The damn thing sold for 1100.00US!!! I reported it but it wasn't removed... Labor Day Weekend maybe.


----------



## Eeeb

blasdan said:


> The damn thing sold for 1100.00US!!! I reported it but it wasn't removed... Labor Day Weekend maybe.


We have threads full of fakes reported to eBay. Very few were ever removed. Amazing isn't it. You would almost think eBay doesn't care... :-d

Such is the way of the 'Bay...


----------



## bmwfreak

blasdan said:


> The damn thing sold for 1100.00US!!! I reported it but it wasn't removed... Labor Day Weekend maybe.


There are so many fake items on ebay, there is no way they can know every detail about every item. That's why it's important to "buy the seller". If you plan to bid $1,000 on an item, you better do your homework. Fortunately, paypal does provide buyer protection against counterfeit items. It violates ebay policy to list counterfeit items, but ebay doesn't always remove the listings.


----------



## nik_nunez

*Re: Does this look Legit?*

this ebay shop has 8000+ positive feedback so i am assuming they are real, but always worth a check, has anyone got a watch from this company? was it a good experience?

BRAND NEW TAG HEUER CARRERA MENS AUTOMATIC BLACK WATCH - eBay (item 390216661241 end time Oct-06-10 09:36:26 PDT)

thanks


----------



## leolsantos

Hey, guys!
I've been a long time reader, and this is my first post.
Could you please help me to decide if this watch really is authentic:
TAG Heuer Men's CV2014.FT6007 Carrera Automatic Watch - eBay (item 230505230382 end time Aug-24-10 14:23:20 PDT)

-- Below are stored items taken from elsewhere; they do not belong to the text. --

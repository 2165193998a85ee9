use std::collections::{HashMap, HashSet};
use std::path::Path;

use serde_json::{Map, Value};

use crate::error::ParseError;
use crate::models::{DependencyChild, Ecosystem, FoundDependency, LockfileKind, Transitivity};

use super::{merge, parse_lockfile, read_direct_names, transitivity, DirectNames, ParserOutput};

const DEPENDENCY_SECTIONS: [&str; 4] = [
    "dependencies",
    "devDependencies",
    "optionalDependencies",
    "peerDependencies",
];

/// Package names declared in `package.json`.
fn parse_package_json(content: &str) -> Result<HashSet<String>, ParseError> {
    let json: Value = serde_json::from_str(content)?;
    Ok(declared_names(&json))
}

fn declared_names(entry: &Value) -> HashSet<String> {
    DEPENDENCY_SECTIONS
        .iter()
        .filter_map(|section| entry.get(section).and_then(|v| v.as_object()))
        .flat_map(|deps| deps.keys().cloned())
        .collect()
}

/// Parse `package-lock.json` (lockfile versions 1 to 3).
///
/// Top-level packages declared by the manifest are direct. Without a
/// manifest the root entry of a v2/v3 lockfile stands in for it.
pub fn parse_package_lock(lockfile: &Path, manifest: Option<&Path>) -> ParserOutput {
    let (direct, manifest_errors) =
        read_direct_names(LockfileKind::NpmPackageLockJson, manifest, parse_package_json);
    let output = parse_lockfile(LockfileKind::NpmPackageLockJson, lockfile, |content| {
        let json: Value = serde_json::from_str(content)?;
        match json.get("packages").and_then(|v| v.as_object()) {
            Some(packages) => {
                let direct = direct
                    .clone()
                    .or_else(|| packages.get("").map(declared_names));
                Ok(parse_packages_map(packages, &direct))
            }
            None => {
                let deps = json
                    .get("dependencies")
                    .and_then(|v| v.as_object())
                    .map(|top| parse_v1(top, &direct))
                    .unwrap_or_default();
                Ok(deps)
            }
        }
    });
    merge(output, manifest_errors)
}

/// `node_modules/a/node_modules/@s/b` → `@s/b`
fn package_name(key: &str) -> &str {
    key.rsplit_once("node_modules/").map_or(key, |(_, name)| name)
}

/// Resolve `name` the way node does from the package installed at `key`:
/// nested `node_modules` first, then each enclosing level up to the root.
fn resolve_installed(packages: &Map<String, Value>, key: &str, name: &str) -> Option<String> {
    let mut base = key;
    loop {
        let candidate = if base.is_empty() {
            format!("node_modules/{}", name)
        } else {
            format!("{}/node_modules/{}", base, name)
        };
        if let Some(version) = packages
            .get(&candidate)
            .and_then(|info| info.get("version"))
            .and_then(|v| v.as_str())
        {
            return Some(version.to_string());
        }
        if base.is_empty() {
            return None;
        }
        base = base.rfind("/node_modules/").map_or("", |idx| &base[..idx]);
    }
}

fn parse_packages_map(packages: &Map<String, Value>, direct: &DirectNames) -> Vec<FoundDependency> {
    let mut deps = Vec::new();
    for (key, info) in packages {
        if !key.contains("node_modules/") || info.get("link").and_then(|v| v.as_bool()) == Some(true) {
            continue;
        }
        let Some(version) = info.get("version").and_then(|v| v.as_str()) else {
            continue;
        };
        let name = package_name(key);
        let top_level = key == &format!("node_modules/{}", name);
        let transitivity = match transitivity(direct, name) {
            Transitivity::Direct if !top_level => Transitivity::Transitive,
            t => t,
        };

        let mut children: Vec<DependencyChild> = ["dependencies", "optionalDependencies"]
            .iter()
            .filter_map(|section| info.get(section).and_then(|v| v.as_object()))
            .flat_map(|section| section.keys())
            .filter_map(|child| {
                resolve_installed(packages, key, child)
                    .map(|version| DependencyChild::new(child.clone(), version))
            })
            .collect();
        children.sort();
        children.dedup();

        deps.push(
            FoundDependency::new(name, version, Ecosystem::Npm, transitivity).with_children(children),
        );
    }
    deps
}

/// Lockfile v1: a tree of `dependencies` maps whose entries list their own
/// `requires` by name.
fn parse_v1(top: &Map<String, Value>, direct: &DirectNames) -> Vec<FoundDependency> {
    let mut deps = Vec::new();
    let mut scopes = vec![top];
    walk_v1(top, &mut scopes, direct, &mut deps);
    deps
}

fn walk_v1<'a>(
    level: &'a Map<String, Value>,
    scopes: &mut Vec<&'a Map<String, Value>>,
    direct: &DirectNames,
    out: &mut Vec<FoundDependency>,
) {
    let top_level = scopes.len() == 1;
    for (name, info) in level {
        let Some(version) = info.get("version").and_then(|v| v.as_str()) else {
            continue;
        };
        let nested = info.get("dependencies").and_then(|v| v.as_object());

        let children: Vec<DependencyChild> = info
            .get("requires")
            .and_then(|v| v.as_object())
            .map(|requires| {
                requires
                    .keys()
                    .filter_map(|req| {
                        nested
                            .into_iter()
                            .chain(scopes.iter().rev().copied())
                            .find_map(|scope| scope.get(req))
                            .and_then(|entry| entry.get("version"))
                            .and_then(|v| v.as_str())
                            .map(|v| DependencyChild::new(req.clone(), v))
                    })
                    .collect()
            })
            .unwrap_or_default();

        let transitivity = match transitivity(direct, name) {
            Transitivity::Direct if !top_level => Transitivity::Transitive,
            t => t,
        };
        out.push(
            FoundDependency::new(name.clone(), version, Ecosystem::Npm, transitivity)
                .with_children(children),
        );

        if let Some(nested) = nested {
            scopes.push(nested);
            walk_v1(nested, scopes, direct, out);
            scopes.pop();
        }
    }
}

#[derive(Debug, Default)]
struct YarnEntry {
    specs: Vec<String>,
    line: usize,
    version: Option<String>,
    dependencies: Vec<(String, String)>,
}

/// Parse `yarn.lock`, both the classic v1 format and the YAML-like format of
/// newer yarn releases.
pub fn parse_yarn_lock(lockfile: &Path, manifest: Option<&Path>) -> ParserOutput {
    let (direct, manifest_errors) =
        read_direct_names(LockfileKind::YarnLock, manifest, parse_package_json);
    let output = parse_lockfile(LockfileKind::YarnLock, lockfile, |content| {
        parse_yarn_content(content, &direct)
    });
    merge(output, manifest_errors)
}

/// `"@scope/pkg@^1.0.0"` → (`@scope/pkg`, `^1.0.0`)
fn split_spec(spec: &str) -> Option<(&str, &str)> {
    let spec = spec.trim().trim_matches('"');
    let at = spec.rfind('@').filter(|&idx| idx > 0)?;
    Some((&spec[..at], &spec[at + 1..]))
}

/// `  lodash "^4.0.0"` or `    lodash: "npm:^4.0.0"` → (`lodash`, range)
fn split_dependency_line(line: &str) -> Option<(String, String)> {
    let line = line.trim();
    let (name, rest) = match line.strip_prefix('"') {
        Some(quoted) => {
            let end = quoted.find('"')?;
            (&quoted[..end], &quoted[end + 1..])
        }
        None => {
            let end = line.find(|c: char| c.is_whitespace() || c == ':')?;
            (&line[..end], &line[end..])
        }
    };
    let range = rest
        .trim_start_matches(':')
        .trim()
        .trim_matches('"')
        .to_string();
    Some((name.to_string(), range))
}

fn parse_yarn_content(content: &str, direct: &DirectNames) -> Result<Vec<FoundDependency>, ParseError> {
    let mut entries: Vec<YarnEntry> = Vec::new();
    let mut in_dependencies = false;

    for (idx, raw) in content.lines().enumerate() {
        if raw.trim().is_empty() || raw.trim_start().starts_with('#') {
            continue;
        }
        let indent = raw.len() - raw.trim_start().len();
        let line = raw.trim();

        if indent == 0 {
            let header = line.strip_suffix(':').ok_or_else(|| ParseError::Syntax {
                line: idx + 1,
                message: format!("expected an entry header, got '{}'", line),
            })?;
            let specs = header
                .split(", ")
                .map(|s| s.trim().trim_matches('"').to_string())
                .collect();
            entries.push(YarnEntry {
                specs,
                line: idx + 1,
                ..YarnEntry::default()
            });
            in_dependencies = false;
            continue;
        }

        let Some(entry) = entries.last_mut() else {
            return Err(ParseError::Syntax {
                line: idx + 1,
                message: "indented line before the first entry".to_string(),
            });
        };
        if indent <= 2 {
            in_dependencies = matches!(line, "dependencies:" | "optionalDependencies:");
            if let Some(version) = line
                .strip_prefix("version")
                .filter(|rest| rest.starts_with([' ', ':']))
            {
                entry.version = Some(version.trim_start_matches(':').trim().trim_matches('"').to_string());
            }
        } else if in_dependencies {
            if let Some(dep) = split_dependency_line(line) {
                entry.dependencies.push(dep);
            }
        }
    }

    let mut resolved: HashMap<String, String> = HashMap::new();
    for entry in &entries {
        if let Some(version) = &entry.version {
            for spec in &entry.specs {
                resolved.insert(spec.clone(), version.clone());
            }
        }
    }

    let mut deps = Vec::new();
    for entry in &entries {
        let (Some(version), Some((name, _))) = (
            &entry.version,
            entry.specs.first().and_then(|s| split_spec(s)),
        ) else {
            continue;
        };
        let children = entry
            .dependencies
            .iter()
            .filter_map(|(dep, range)| {
                resolved
                    .get(&format!("{}@{}", dep, range))
                    .map(|v| DependencyChild::new(dep.clone(), v.clone()))
            })
            .collect();
        deps.push(
            FoundDependency::new(name, version.clone(), Ecosystem::Npm, transitivity(direct, name))
                .with_line(entry.line)
                .with_children(children),
        );
    }
    Ok(deps)
}

#[cfg(test)]
mod tests {
    use super::*;
    use crate::parsers::testing::file_with;

    const PACKAGE_JSON: &str = r#"{
  "name": "my-app",
  "dependencies": { "express": "^4.18.2" },
  "devDependencies": { "jest": "^29.0.0" }
}"#;

    #[test]
    fn test_parse_package_lock_v3() {
        let lock = file_with(
            r#"{
  "name": "my-app",
  "lockfileVersion": 3,
  "packages": {
    "": { "name": "my-app", "dependencies": { "express": "^4.18.2" } },
    "node_modules/express": {
      "version": "4.18.2",
      "dependencies": { "debug": "2.6.9" }
    },
    "node_modules/debug": { "version": "4.3.4" },
    "node_modules/express/node_modules/debug": { "version": "2.6.9" },
    "packages/local": { "version": "0.0.1" }
  }
}"#,
        );
        let (deps, errors) = parse_package_lock(lock.path(), None);
        assert!(errors.is_empty());
        assert_eq!(deps.len(), 3);

        let express = deps.iter().find(|d| d.package == "express").unwrap();
        assert_eq!(express.transitivity, Transitivity::Direct);
        assert_eq!(
            express.children,
            Some(vec![DependencyChild::new("debug", "2.6.9")])
        );
        let nested_debug = deps.iter().find(|d| d.version == "2.6.9").unwrap();
        assert_eq!(nested_debug.package, "debug");
        assert_eq!(nested_debug.transitivity, Transitivity::Transitive);
    }

    #[test]
    fn test_parse_package_lock_v1() {
        let lock = file_with(
            r#"{
  "lockfileVersion": 1,
  "dependencies": {
    "express": {
      "version": "4.18.2",
      "requires": { "debug": "2.6.9", "ms": "2.0.0" },
      "dependencies": { "debug": { "version": "2.6.9" } }
    },
    "ms": { "version": "2.0.0" }
  }
}"#,
        );
        let manifest = file_with(PACKAGE_JSON);
        let (deps, errors) = parse_package_lock(lock.path(), Some(manifest.path()));
        assert!(errors.is_empty());
        assert_eq!(deps.len(), 3);

        let express = deps.iter().find(|d| d.package == "express").unwrap();
        assert_eq!(express.transitivity, Transitivity::Direct);
        assert_eq!(
            express.children,
            Some(vec![
                DependencyChild::new("debug", "2.6.9"),
                DependencyChild::new("ms", "2.0.0"),
            ])
        );
        let ms = deps.iter().find(|d| d.package == "ms").unwrap();
        assert_eq!(ms.transitivity, Transitivity::Transitive);
    }

    #[test]
    fn test_parse_yarn_lock_classic() {
        let lock = file_with(
            r#"# THIS IS AN AUTOGENERATED FILE. DO NOT EDIT THIS FILE DIRECTLY.
# yarn lockfile v1


express@^4.18.2:
  version "4.18.2"
  resolved "https://registry.yarnpkg.com/express/-/express-4.18.2.tgz"
  dependencies:
    debug "2.6.9"

"@types/node@^20.0.0", "@types/node@^20.1.0":
  version "20.4.5"

debug@2.6.9:
  version "2.6.9"
"#,
        );
        let manifest = file_with(PACKAGE_JSON);
        let (deps, errors) = parse_yarn_lock(lock.path(), Some(manifest.path()));
        assert!(errors.is_empty());
        assert_eq!(deps.len(), 3);

        assert_eq!(deps[0].package, "express");
        assert_eq!(deps[0].line_number, Some(5));
        assert_eq!(deps[0].transitivity, Transitivity::Direct);
        assert_eq!(
            deps[0].children,
            Some(vec![DependencyChild::new("debug", "2.6.9")])
        );
        assert_eq!(deps[1].package, "@types/node");
        assert_eq!(deps[1].version, "20.4.5");
        assert_eq!(deps[2].transitivity, Transitivity::Transitive);
    }

    #[test]
    fn test_parse_yarn_lock_berry() {
        let lock = file_with(
            r#"__metadata:
  version: 6

"js-tokens@npm:^4.0.0":
  version: 4.0.0
  resolution: "js-tokens@npm:4.0.0"

"loose-envify@npm:^1.1.0":
  version: 1.4.0
  dependencies:
    js-tokens: "npm:^4.0.0"
"#,
        );
        let (deps, errors) = parse_yarn_lock(lock.path(), None);
        assert!(errors.is_empty());
        assert_eq!(deps.len(), 2);
        assert_eq!(deps[1].package, "loose-envify");
        assert_eq!(deps[1].transitivity, Transitivity::Unknown);
        assert_eq!(
            deps[1].children,
            Some(vec![DependencyChild::new("js-tokens", "4.0.0")])
        );
    }

    #[test]
    fn test_yarn_lock_garbage_header() {
        let lock = file_with("not a header\n");
        let (deps, errors) = parse_yarn_lock(lock.path(), None);
        assert!(deps.is_empty());
        assert_eq!(errors[0].line, Some(1));
    }
}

Looks genuine to me, but you all are the experts, I hope I could get a confirmation.
Thanks in advance!


----------



## Eeeb

leolsantos said:


> Hey, guys!
> I've been a long time reader, and this is my first post.
> Could you please help me to decide if this watch really is authentic:
> TAG Heuer Men's CV2014.FT6007 Carrera Automatic Watch - eBay (item 230505230382 end time Aug-24-10 14:23:20 PDT)
> 
> Looks genuine to me, but you all are the experts, I hope I could get a confirmation.
> Thanks in advance!


Welcome!

I see no problems. But I am not really an expert. I only play one on the Internet ;-)


----------



## yande

*Re: Does this look Legit?*



nik_nunez said:


> this ebay shop has 8000+ positive feedback so i am assuming they are real, but always worth a check, has anyone got a watch from this company? was it a good experience?
> 
> You may want to do a google search on this company. Some posts regarding them are not positive at all. Read them and be your own counsel.


----------



## leolsantos

Thanks a lot, man!
Regards!



Eeeb said:


> Welcome!
> 
> I see no problems. But I am not really an expert. I only play one on the Internet ;-)


----------



## gabagool

I am brand new to this site, just signed up. Looked at the site as a "guest" forever. Anyways, looking to buy my first higher end watch and I ran across this watch that someone is selling through this site in the for sale area... any ideas? Looks real to me... thanks for any help.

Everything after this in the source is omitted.